Items listed in a dataset:

******************************

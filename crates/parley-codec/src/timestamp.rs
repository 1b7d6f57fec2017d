// SPDX-FileCopyrightText: 2026 Parley Contributors
// SPDX-License-Identifier: MIT OR Apache-2.0

//! Wire timestamp parsing with a millisecond-precision fallback.

use chrono::{DateTime, NaiveDateTime, Utc};

use parley_core::ParleyError;

const PRIMARY_FORMAT: &str = "%Y-%m-%dT%H:%M:%SZ";
const MILLIS_FORMAT: &str = "%Y-%m-%dT%H:%M:%S%.3fZ";

/// Parses a wire timestamp, trying the whole-second format first and the
/// millisecond variant on failure.
pub fn parse_timestamp(raw: &str) -> Result<DateTime<Utc>, ParleyError> {
    NaiveDateTime::parse_from_str(raw, PRIMARY_FORMAT)
        .or_else(|_| NaiveDateTime::parse_from_str(raw, MILLIS_FORMAT))
        .map(|naive| naive.and_utc())
        .map_err(|e| ParleyError::Protocol(format!("bad timestamp {raw:?}: {e}")))
}

#[cfg(test)]
mod tests {
    use super::*;
    use chrono::Timelike;

    #[test]
    fn parses_whole_second_format() {
        let ts = parse_timestamp("2024-03-01T12:30:45Z").unwrap();
        assert_eq!(ts.second(), 45);
    }

    #[test]
    fn falls_back_to_millisecond_format() {
        let ts = parse_timestamp("2024-03-01T12:30:45.123Z").unwrap();
        assert_eq!(ts.timestamp_subsec_millis(), 123);
    }

    #[test]
    fn rejects_garbage() {
        assert!(parse_timestamp("yesterday").is_err());
        assert!(parse_timestamp("").is_err());
    }
}
// SPDX-FileCopyrightText: 2026 Parley Contributors
// SPDX-License-Identifier: MIT OR Apache-2.0

//! Serde structs for the socket and HTTP wire payloads.
//!
//! Every field is optional: the backend omits fields freely and a malformed
//! message must be isolated to itself, never failing a whole batch.

use serde::{Deserialize, Serialize};

/// Message direction type tags used on the wire.
pub const TYPE_CLIENT_TO_OPERATOR: &str = "client_to_operator";
pub const TYPE_CLIENT_TO_BOT: &str = "client_to_bot";
pub const TYPE_OPERATOR_TO_CLIENT: &str = "operator_to_client";
pub const TYPE_BOT_TO_CLIENT: &str = "bot_to_client";

/// A single message as carried on the socket.
#[derive(Debug, Clone, Default, Serialize, Deserialize)]
pub struct WireMessage {
    pub id: Option<i64>,
    #[serde(rename = "type")]
    pub kind: Option<String>,
    pub text: Option<String>,
    /// Operator display name.
    pub name: Option<String>,
    pub created_at: Option<String>,
    pub file: Option<WireFile>,
    pub payload: Option<WireMessagePayload>,
}

#[derive(Debug, Clone, Default, Serialize, Deserialize)]
pub struct WireFile {
    pub content: Option<String>,
    #[serde(rename = "type")]
    pub mime: Option<String>,
    pub size: Option<String>,
    pub name: Option<String>,
}

#[derive(Debug, Clone, Default, Serialize, Deserialize)]
pub struct WireMessagePayload {
    /// Client-assigned local id echoed back on confirmation.
    pub message_id: Option<i64>,
    pub avatar: Option<String>,
    pub user_rating: Option<String>,
    pub buttons: Option<Vec<WirePayloadButton>>,
}

#[derive(Debug, Clone, Default, Serialize, Deserialize)]
pub struct WirePayloadButton {
    pub data: Option<String>,
    pub icon: Option<String>,
}

/// Init handshake response.
#[derive(Debug, Clone, Default, Serialize, Deserialize)]
pub struct WireInit {
    pub token: Option<String>,
    /// Ticket status id; drives active-session and offline-form gating.
    pub status: Option<i64>,
    pub waiting_email: Option<bool>,
    pub no_operators: Option<bool>,
    pub messages: Option<Vec<WireMessage>>,
    pub callback_settings: Option<WireCallbackSettings>,
}

#[derive(Debug, Clone, Default, Serialize, Deserialize)]
pub struct WireCallbackSettings {
    pub work_type: Option<String>,
    pub callback_title: Option<String>,
    pub callback_greeting: Option<String>,
    #[serde(default)]
    pub topics: Vec<WireTopic>,
    pub topics_required: Option<bool>,
    #[serde(default)]
    pub custom_fields: Vec<WireCustomField>,
}

#[derive(Debug, Clone, Default, Serialize, Deserialize)]
pub struct WireTopic {
    pub text: Option<String>,
    pub checked: Option<bool>,
}

#[derive(Debug, Clone, Default, Serialize, Deserialize)]
pub struct WireCustomField {
    pub key: Option<String>,
    pub placeholder: Option<String>,
    pub required: Option<bool>,
    pub checked: Option<bool>,
}

/// HTTP response for a form-definition load.
#[derive(Debug, Clone, Default, Serialize, Deserialize)]
pub struct WireFormLoad {
    pub code: Option<i64>,
    /// field id -> definition object.
    pub fields: Option<serde_json::Map<String, serde_json::Value>>,
}

/// Loaded definition of a list field.
#[derive(Debug, Clone, Default, Serialize, Deserialize)]
pub struct WireLoadedList {
    pub id: Option<String>,
    pub parent_field_id: Option<String>,
    #[serde(default)]
    pub children: Vec<WireListChild>,
}

#[derive(Debug, Clone, Default, Serialize, Deserialize)]
pub struct WireListChild {
    pub id: Option<i64>,
    pub value: Option<String>,
    pub parent_option_id: Option<Vec<i64>>,
}

/// HTTP response for a form submission.
#[derive(Debug, Clone, Default, Serialize, Deserialize)]
pub struct WireFormSave {
    pub status: Option<i64>,
    pub code: Option<i64>,
}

******************************

Task:
From the first line to the last, copy the records exactly as they appear above.

Result:
filename crates/parley-codec/src/timestamp.rs
repository 1b7d6f57fec2017d
// SPDX-FileCopyrightText: 2026 Parley Contributors
// SPDX-License-Identifier: MIT OR Apache-2.0

//! Wire timestamp parsing with a millisecond-precision fallback.

use chrono::{DateTime, NaiveDateTime, Utc};

use parley_core::ParleyError;

const PRIMARY_FORMAT: &str = "%Y-%m-%dT%H:%M:%SZ";
const MILLIS_FORMAT: &str = "%Y-%m-%dT%H:%M:%S%.3fZ";

/// Parses a wire timestamp, trying the whole-second format first and the
/// millisecond variant on failure.
pub fn parse_timestamp(raw: &str) -> Result<DateTime<Utc>, ParleyError> {
    NaiveDateTime::parse_from_str(raw, PRIMARY_FORMAT)
        .or_else(|_| NaiveDateTime::parse_from_str(raw, MILLIS_FORMAT))
        .map(|naive| naive.and_utc())
        .map_err(|e| ParleyError::Protocol(format!("bad timestamp {raw:?}: {e}")))
}

#[cfg(test)]
mod tests {
    use super::*;
    use chrono::Timelike;

    #[test]
    fn parses_whole_second_format() {
        let ts = parse_timestamp("2024-03-01T12:30:45Z").unwrap();
        assert_eq!(ts.second(), 45);
    }

    #[test]
    fn falls_back_to_millisecond_format() {
        let ts = parse_timestamp("2024-03-01T12:30:45.123Z").unwrap();
        assert_eq!(ts.timestamp_subsec_millis(), 123);
    }

    #[test]
    fn rejects_garbage() {
        assert!(parse_timestamp("yesterday").is_err());
        assert!(parse_timestamp("").is_err());
    }
}
// SPDX-FileCopyrightText: 2026 Parley Contributors
// SPDX-License-Identifier: MIT OR Apache-2.0

//! Serde structs for the socket and HTTP wire payloads.
//!
//! Every field is optional: the backend omits fields freely and a malformed
//! message must be isolated to itself, never failing a whole batch.

use serde::{Deserialize, Serialize};

/// Message direction type tags used on the wire.
pub const TYPE_CLIENT_TO_OPERATOR: &str = "client_to_operator";
pub const TYPE_CLIENT_TO_BOT: &str = "client_to_bot";
pub const TYPE_OPERATOR_TO_CLIENT: &str = "operator_to_client";
pub const TYPE_BOT_TO_CLIENT: &str = "bot_to_client";

/// A single message as carried on the socket.
#[derive(Debug, Clone, Default, Serialize, Deserialize)]
pub struct WireMessage {
    pub id: Option<i64>,
    #[serde(rename = "type")]
    pub kind: Option<String>,
    pub text: Option<String>,
    /// Operator display name.
    pub name: Option<String>,
    pub created_at: Option<String>,
    pub file: Option<WireFile>,
    pub payload: Option<WireMessagePayload>,
}

#[derive(Debug, Clone, Default, Serialize, Deserialize)]
pub struct WireFile {
    pub content: Option<String>,
    #[serde(rename = "type")]
    pub mime: Option<String>,
    pub size: Option<String>,
    pub name: Option<String>,
}

#[derive(Debug, Clone, Default, Serialize, Deserialize)]
pub struct WireMessagePayload {
    /// Client-assigned local id echoed back on confirmation.
    pub message_id: Option<i64>,
    pub avatar: Option<String>,
    pub user_rating: Option<String>,
    pub buttons: Option<Vec<WirePayloadButton>>,
}

#[derive(Debug, Clone, Default, Serialize, Deserialize)]
pub struct WirePayloadButton {
    pub data: Option<String>,
    pub icon: Option<String>,
}

/// Init handshake response.
#[derive(Debug, Clone, Default, Serialize, Deserialize)]
pub struct WireInit {
    pub token: Option<String>,
    /// Ticket status id; drives active-session and offline-form gating.
    pub status: Option<i64>,
    pub waiting_email: Option<bool>,
    pub no_operators: Option<bool>,
    pub messages: Option<Vec<WireMessage>>,
    pub callback_settings: Option<WireCallbackSettings>,
}

#[derive(Debug, Clone, Default, Serialize, Deserialize)]
pub struct WireCallbackSettings {
    pub work_type: Option<String>,
    pub callback_title: Option<String>,
    pub callback_greeting: Option<String>,
    #[serde(default)]
    pub topics: Vec<WireTopic>,
    pub topics_required: Option<bool>,
    #[serde(default)]
    pub custom_fields: Vec<WireCustomField>,
}

#[derive(Debug, Clone, Default, Serialize, Deserialize)]
pub struct WireTopic {
    pub text: Option<String>,
    pub checked: Option<bool>,
}

#[derive(Debug, Clone, Default, Serialize, Deserialize)]
pub struct WireCustomField {
    pub key: Option<String>,
    pub placeholder: Option<String>,
    pub required: Option<bool>,
    pub checked: Option<bool>,
}

/// HTTP response for a form-definition load.
#[derive(Debug, Clone, Default, Serialize, Deserialize)]
pub struct WireFormLoad {
    pub code: Option<i64>,
    /// field id -> definition object.
    pub fields: Option<serde_json::Map<String, serde_json::Value>>,
}

/// Loaded definition of a list field.
#[derive(Debug, Clone, Default, Serialize, Deserialize)]
pub struct WireLoadedList {
    pub id: Option<String>,
    pub parent_field_id: Option<String>,
    #[serde(default)]
    pub children: Vec<WireListChild>,
}

#[derive(Debug, Clone, Default, Serialize, Deserialize)]
pub struct WireListChild {
    pub id: Option<i64>,
    pub value: Option<String>,
    pub parent_option_id: Option<Vec<i64>>,
}

/// HTTP response for a form submission.
#[derive(Debug, Clone, Default, Serialize, Deserialize)]
pub struct WireFormSave {
    pub status: Option<i64>,
    pub code: Option<i64>,
}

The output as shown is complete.